Hey, have you heard that this is the year of the unwed mother? It's true! 2008's official dead horse is the trend towards movies featuring women who are unmarried, pregnancy, and strangely diffident about it. If you don't believe us, read, oh, every other film blog in the last twelve months or so.
In addition to daily blog-fodder, the Year of the Knocked Up and Wisecracking has inspired lots of back-and-forth opinionating among women, mothers, pro-choicers, anti-abortionists, and everyone else who has, or thinks they have, a stake in whether or not women should be having kids out of wedlock. Juno, understandably, has been at the center of the debate, with some unusual results: no less august a personage than right-wing cultural critic/humorless Walter Peck look-alike Brent Bozell, a man with a history of despising anything that might suggest the enjoyment of life, has come out in favor of the film because of its alleged pro-life message.
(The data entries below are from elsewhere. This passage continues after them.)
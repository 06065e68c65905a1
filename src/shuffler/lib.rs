//! # Shuffler Architecture
//!
//! Shuffler organizes a piece of writing as a tree of **sections** (chapters, scenes) and
//! **cards** (the prose itself), stored as a directory of small files. It is a library that
//! happens to have a CLI client: the same core could back a canvas UI or a web service.
//!
//! ## Layers
//!
//! ```text
//! ┌─────────────────────────────────────────────────────────────┐
//! │  CLI Layer (cli/, wired by main.rs)                         │
//! │  - Parses arguments, formats output, handles terminal I/O   │
//! │  - The ONLY place that knows about stdout/stderr/exit codes │
//! └─────────────────────────────────────────────────────────────┘
//!                              │
//!                              ▼
//! ┌─────────────────────────────────────────────────────────────┐
//! │  API Layer (api.rs)                                         │
//! │  - Load → command → save                                    │
//! │  - Normalizes inputs (selectors → entity ids)               │
//! └─────────────────────────────────────────────────────────────┘
//!                              │
//!                              ▼
//! ┌─────────────────────────────────────────────────────────────┐
//! │  Command Layer (commands/*.rs)                              │
//! │  - Pure business logic over a live `Project`                │
//! └─────────────────────────────────────────────────────────────┘
//!                              │
//!                              ▼
//! ┌─────────────────────────────────────────────────────────────┐
//! │  Core                                                       │
//! │  - document: the live tree and its invariants               │
//! │  - loader / writer / codec: persistence                     │
//! │  - parser: tagged-text import                               │
//! │  - store: StorageProvider, FsStorage, MemoryStorage         │
//! └─────────────────────────────────────────────────────────────┘
//! ```
//!
//! ## Persistence Model
//!
//! Each entity is one file. A section file lists its children by id (plus their canvas
//! position), so the files only reference each other and the loader has to rebuild the
//! tree. Anything on disk that the root does not reach is kept as a *detached* entity
//! rather than dropped. Saves are full rewrites.
//!
//! ## Key Principle: No I/O Assumptions in Core
//!
//! From `api.rs` inward, code never writes to stdout/stderr and never exits the process.
//! Diagnostics go through `tracing`; the binary decides where they end up.
//!
//! ## Module Overview
//!
//! - [`api`]: The API facade, entry point for all operations
//! - [`commands`]: Business logic for each command
//! - [`document`]: The live project and its mutation API
//! - [`model`]: Entities (`Section`, `Card`) and their shared fields
//! - [`categories`]: Project category table
//! - [`codec`]: One entity ↔ one file
//! - [`loader`]: Rebuilds a project from its files
//! - [`writer`]: Writes a project to its files
//! - [`parser`]: Tagged-text import
//! - [`store`]: Storage abstraction and implementations
//! - [`config`]: Per-project configuration
//! - [`init`]: Project discovery for clients
//! - [`error`]: Error types

pub mod api;
pub mod categories;
pub mod codec;
pub mod commands;
pub mod config;
pub mod document;
pub mod error;
pub mod init;
pub mod loader;
pub mod model;
pub mod parser;
pub mod store;
pub mod writer;

#[cfg(any(test, feature = "test_utils"))]
pub mod test_utils;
Until recently, though, nobody seems to have bothered to ask actual teenagers what they think of Juno, which is what makes this article in the Guardian so intriguing. The paper took a group of genuine teenage girls and boys to watch the film, and then asked them how realistic they found it, with some surprising results:
- One sixteen-year-old focuses on the somewhat lackluster portrayal of the child's father: "The film didn't really focus on Bleeker's reaction to the pregnancy, but then boys are quite inarticulate and don't talk to their friends much."
- Another wonders at the reaction of Juno's classmates: "At Juno's school, the other students were almost scared of her. At the school I go to, people are much more used to pregnancy. Quite a few people have got pregnant. At first, it's a big drama and you're shocked that someone's pregnant, but then you get used to it."
- One boy finds the rather blase view of teenage sex in the film hard to relate to: "It's not about our lifestyle. You got the feeling the two teenagers had sex because they were bored, but in London, you don't just get bored. . . school provides a lot of sex education — a bit too much, you think sometimes — and your parents are saying it as well."
- Most tellingly of all, almost every teenager interviewed says that they'd prefer to have an abortion than take the (suspiciously simple) route chosen by Juno. "Raising a child now would just be unfathomable," says a fifteen-year-old girl. "My friends and I talk about what we would do if we got pregnant and almost everyone I know says: 'I would have an abortion,' no questions asked."